Short version: Michael's a single dad to Lily, a ballerina. One day his best friend, Noah, catches Mike helping Lily with her dancing and records them, then uploads it online and naturally it goes viral because dad dancing badly but with joy? Yes, please. Everyone in his life except maybe Lily wants him to maybe use this as a reason to get back into dating, but Michael has no interest in anyone who wants to date him because of his fleeting "fame". Instead he meets Lily in a cringe inducing scene and shortly thereafter they realize Olivia is Lily's dance teacher. Which Michael doesn't know because he's a firefighter and his mother takes Lily to and from dance class. Liv and Mike are instantly drawn to one another but Lily gets jealous at having to share her father (and is dealing with not remembering her mother very well, so having someone replace her is freaking her out) and Olivia's been seriously considering moving to Florida to live with her parents because the dance studio has been in the red for quite awhile. Guess it's a good thing she fell for someone who still has about twelve seconds left on the 15 minutes of fame clock, huh?

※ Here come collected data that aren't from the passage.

//! Weighted graph data structure shared by the graph algorithms
//!
//! This module implements an arena graph: vertices are stored once in
//! insertion order and addressed by dense [`NodeId`]s, edges live in a single
//! insertion-ordered list, and adjacency lists hold edge indices. Neighbor
//! iteration and weight lookup never allocate, and every traversal order is
//! fixed by the order in which the caller built the graph.
//!
//! Directed and undirected graphs are two modes of the same structure. An
//! undirected edge is stored once with one weight and is visible from both
//! endpoints.

use std::collections::HashMap;
use std::fmt::Debug;
use std::hash::Hash;

use serde::{Deserialize, Serialize};

use crate::algorithm::traits::{AlgorithmError, NodeId};

/// Edge weight. Signed so that Bellman-Ford can accept negative arcs.
pub type Weight = i64;

/// Bound satisfied by anything usable as a vertex label
pub trait VertexLabel: Clone + Eq + Hash + Debug {}

impl<T: Clone + Eq + Hash + Debug> VertexLabel for T {}

/// Construction-time orientation of a graph
#[derive(Debug, Clone, Copy, PartialEq, Eq, Hash, Serialize, Deserialize)]
pub enum GraphKind {
    Directed,
    Undirected,
}

/// Stored edge, in caller insertion order
#[derive(Debug, Clone, Copy, PartialEq, Eq, Serialize, Deserialize)]
pub struct Edge {
    pub source: NodeId,
    pub target: NodeId,
    pub weight: Weight,
}

/// Adjacency entry: the vertex on the other side and the edge that leads there
#[derive(Debug, Clone, Copy, PartialEq, Eq)]
struct Adjacent {
    node: NodeId,
    edge: usize,
}

/// Arena graph with index-based adjacency
#[derive(Debug, Clone)]
pub struct Graph<V> {
    kind: GraphKind,
    vertices: Vec<V>,
    index: HashMap<V, NodeId>,
    edges: Vec<Edge>,
    /// Out-arcs; for undirected graphs, every incident edge
    outgoing: Vec<Vec<Adjacent>>,
    /// In-arcs of a directed graph (unused when undirected)
    incoming: Vec<Vec<Adjacent>>,
    lookup: HashMap<(NodeId, NodeId), usize>,
}

impl<V: VertexLabel> Graph<V> {
    /// Creates an empty graph of the given kind
    pub fn new(kind: GraphKind) -> Self {
        Self {
            kind,
            vertices: Vec::new(),
            index: HashMap::new(),
            edges: Vec::new(),
            outgoing: Vec::new(),
            incoming: Vec::new(),
            lookup: HashMap::new(),
        }
    }

    pub fn directed() -> Self {
        Self::new(GraphKind::Directed)
    }

    pub fn undirected() -> Self {
        Self::new(GraphKind::Undirected)
    }

    /// Creates a graph holding the given vertices and no edges
    pub fn with_vertices<I>(kind: GraphKind, vertices: I) -> Result<Self, AlgorithmError>
    where
        I: IntoIterator<Item = V>,
    {
        let mut graph = Self::new(kind);
        for vertex in vertices {
            graph.add_vertex(vertex)?;
        }
        Ok(graph)
    }

    /// Creates a graph from a vertex list and an edge list
    ///
    /// Fails with `InvalidEdge` when an edge mentions a vertex missing from
    /// `vertices`, and with `DuplicateEdge` when an edge is repeated.
    pub fn from_edges<I, E>(kind: GraphKind, vertices: I, edges: E) -> Result<Self, AlgorithmError>
    where
        I: IntoIterator<Item = V>,
        E: IntoIterator<Item = (V, V, Weight)>,
    {
        let mut graph = Self::with_vertices(kind, vertices)?;
        for (source, target, weight) in edges {
            graph.add_edge(&source, &target, weight)?;
        }
        Ok(graph)
    }

    /// Adds a vertex and returns its dense identifier
    pub fn add_vertex(&mut self, vertex: V) -> Result<NodeId, AlgorithmError> {
        if self.index.contains_key(&vertex) {
            return Err(AlgorithmError::DuplicateVertex(format!("{:?}", vertex)));
        }
        let id = NodeId(self.vertices.len());
        self.index.insert(vertex.clone(), id);
        self.vertices.push(vertex);
        self.outgoing.push(Vec::new());
        self.incoming.push(Vec::new());
        Ok(id)
    }

    /// Adds an edge; a second edge between the same endpoints is rejected
    pub fn add_edge(&mut self, source: &V, target: &V, weight: Weight) -> Result<usize, AlgorithmError> {
        let (u, v) = self.resolve_edge(source, target)?;
        if self.lookup.contains_key(&self.key(u, v)) {
            return Err(AlgorithmError::DuplicateEdge {
                from: format!("{:?}", source),
                to: format!("{:?}", target),
            });
        }
        Ok(self.insert_edge(u, v, weight))
    }

    /// Adds an edge, or replaces the weight of an existing one (last write wins)
    ///
    /// A replaced edge keeps its original position in edge order.
    pub fn upsert_edge(&mut self, source: &V, target: &V, weight: Weight) -> Result<usize, AlgorithmError> {
        let (u, v) = self.resolve_edge(source, target)?;
        let key = self.key(u, v);
        match self.lookup.get(&key).copied() {
            Some(edge) => {
                self.edges[edge].weight = weight;
                Ok(edge)
            }
            None => Ok(self.insert_edge(u, v, weight)),
        }
    }

    fn resolve_edge(&self, source: &V, target: &V) -> Result<(NodeId, NodeId), AlgorithmError> {
        match (self.node_id(source), self.node_id(target)) {
            (Some(u), Some(v)) => Ok((u, v)),
            _ => Err(AlgorithmError::InvalidEdge {
                from: format!("{:?}", source),
                to: format!("{:?}", target),
            }),
        }
    }

    fn key(&self, u: NodeId, v: NodeId) -> (NodeId, NodeId) {
        match self.kind {
            GraphKind::Directed => (u, v),
            GraphKind::Undirected => (u.min(v), u.max(v)),
        }
    }

    fn insert_edge(&mut self, u: NodeId, v: NodeId, weight: Weight) -> usize {
        let edge = self.edges.len();
        let key = self.key(u, v);
        self.edges.push(Edge { source: u, target: v, weight });
        self.lookup.insert(key, edge);

        self.outgoing[u.0].push(Adjacent { node: v, edge });
        match self.kind {
            GraphKind::Directed => self.incoming[v.0].push(Adjacent { node: u, edge }),
            GraphKind::Undirected if u != v => self.outgoing[v.0].push(Adjacent { node: u, edge }),
            GraphKind::Undirected => {}
        }
        edge
    }

    #[inline]
    pub fn kind(&self) -> GraphKind {
        self.kind
    }

    #[inline]
    pub fn is_directed(&self) -> bool {
        self.kind == GraphKind::Directed
    }

    #[inline]
    pub fn node_count(&self) -> usize {
        self.vertices.len()
    }

    #[inline]
    pub fn edge_count(&self) -> usize {
        self.edges.len()
    }

    pub fn node_id(&self, vertex: &V) -> Option<NodeId> {
        self.index.get(vertex).copied()
    }

    /// Like [`Graph::node_id`], failing with `UnknownVertex`
    pub fn require_node(&self, vertex: &V) -> Result<NodeId, AlgorithmError> {
        self.node_id(vertex)
            .ok_or_else(|| AlgorithmError::UnknownVertex(format!("{:?}", vertex)))
    }

    /// Label of a vertex. Panics on an identifier not issued by this graph.
    #[inline]
    pub fn label(&self, id: NodeId) -> &V {
        &self.vertices[id.0]
    }

    pub fn labels(&self) -> &[V] {
        &self.vertices
    }

    pub fn node_ids(&self) -> impl Iterator<Item = NodeId> {
        (0..self.vertices.len()).map(NodeId)
    }

    /// Edges in insertion order
    pub fn edges(&self) -> &[Edge] {
        &self.edges
    }

    /// Out-neighbors with the connecting weight, in edge insertion order
    pub fn neighbors(&self, id: NodeId) -> impl Iterator<Item = (NodeId, Weight)> + '_ {
        self.outgoing[id.0]
            .iter()
            .map(move |adj| (adj.node, self.edges[adj.edge].weight))
    }

    /// Every vertex sharing an edge with `id`, regardless of direction
    pub fn incident(&self, id: NodeId) -> impl Iterator<Item = NodeId> + '_ {
        self.outgoing[id.0]
            .iter()
            .chain(self.incoming[id.0].iter())
            .map(|adj| adj.node)
    }

    /// Number of edge endpoints at `id` (in-degree plus out-degree when directed)
    pub fn degree(&self, id: NodeId) -> usize {
        self.outgoing[id.0].len() + self.incoming[id.0].len()
    }

    pub fn edge_weight(&self, source: NodeId, target: NodeId) -> Option<Weight> {
        self.lookup
            .get(&self.key(source, target))
            .map(|&edge| self.edges[edge].weight)
    }

    /// Traversable arcs in edge order; an undirected edge yields `u -> v` then `v -> u`
    pub fn arcs(&self) -> impl Iterator<Item = (NodeId, NodeId, Weight)> + '_ {
        let undirected = self.kind == GraphKind::Undirected;
        self.edges.iter().flat_map(move |edge| {
            let forward = Some((edge.source, edge.target, edge.weight));
            let backward = (undirected && edge.source != edge.target)
                .then_some((edge.target, edge.source, edge.weight));
            forward.into_iter().chain(backward)
        })
    }

    /// Maps a sequence of identifiers back to labels
    pub fn label_path(&self, path: &[NodeId]) -> Vec<V> {
        path.iter().map(|&id| self.label(id).clone()).collect()
    }
}

impl Graph<usize> {
    /// Creates a graph whose vertices are labelled `0..count`
    pub fn with_vertex_count(kind: GraphKind, count: usize) -> Self {
        let mut graph = Self::new(kind);
        for vertex in 0..count {
            graph.vertices.push(vertex);
            graph.index.insert(vertex, NodeId(vertex));
            graph.outgoing.push(Vec::new());
            graph.incoming.push(Vec::new());
        }
        graph
    }
}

There are things that work. If nothing else, I've realized I think I like AnnaLynne McCord, as she was kind of fab here. Lily could be very sweet/cute. The father/daughter dancing? Also cute. I liked the friendships, even if they didn't get a ton of time.

But like I said, we're dealing with kind of negative chemistry at times. There's also a bit of an odd note with Noah who gets very flustered when Lily asks him questions about her mother and I swear to God, I thought we were going to find out he and the late, great Claire had been a thing at some point. But no. To be fair, I also wouldn't have been surprised if, before Liv showed up as the obvious love interest, we were getting M/N until I remembered the ballet bit and realized yeah, no, that'd be a big no. On the I'm not sure where to put this side, the realization that the actors playing Michael and Lily are a real life father/daughter pair made things make a lot of sense, as did realizing this came out in 2021 which explains the very, very small sets. Seriously, it's going to be a game in the future to play "no budget or COVID filming?"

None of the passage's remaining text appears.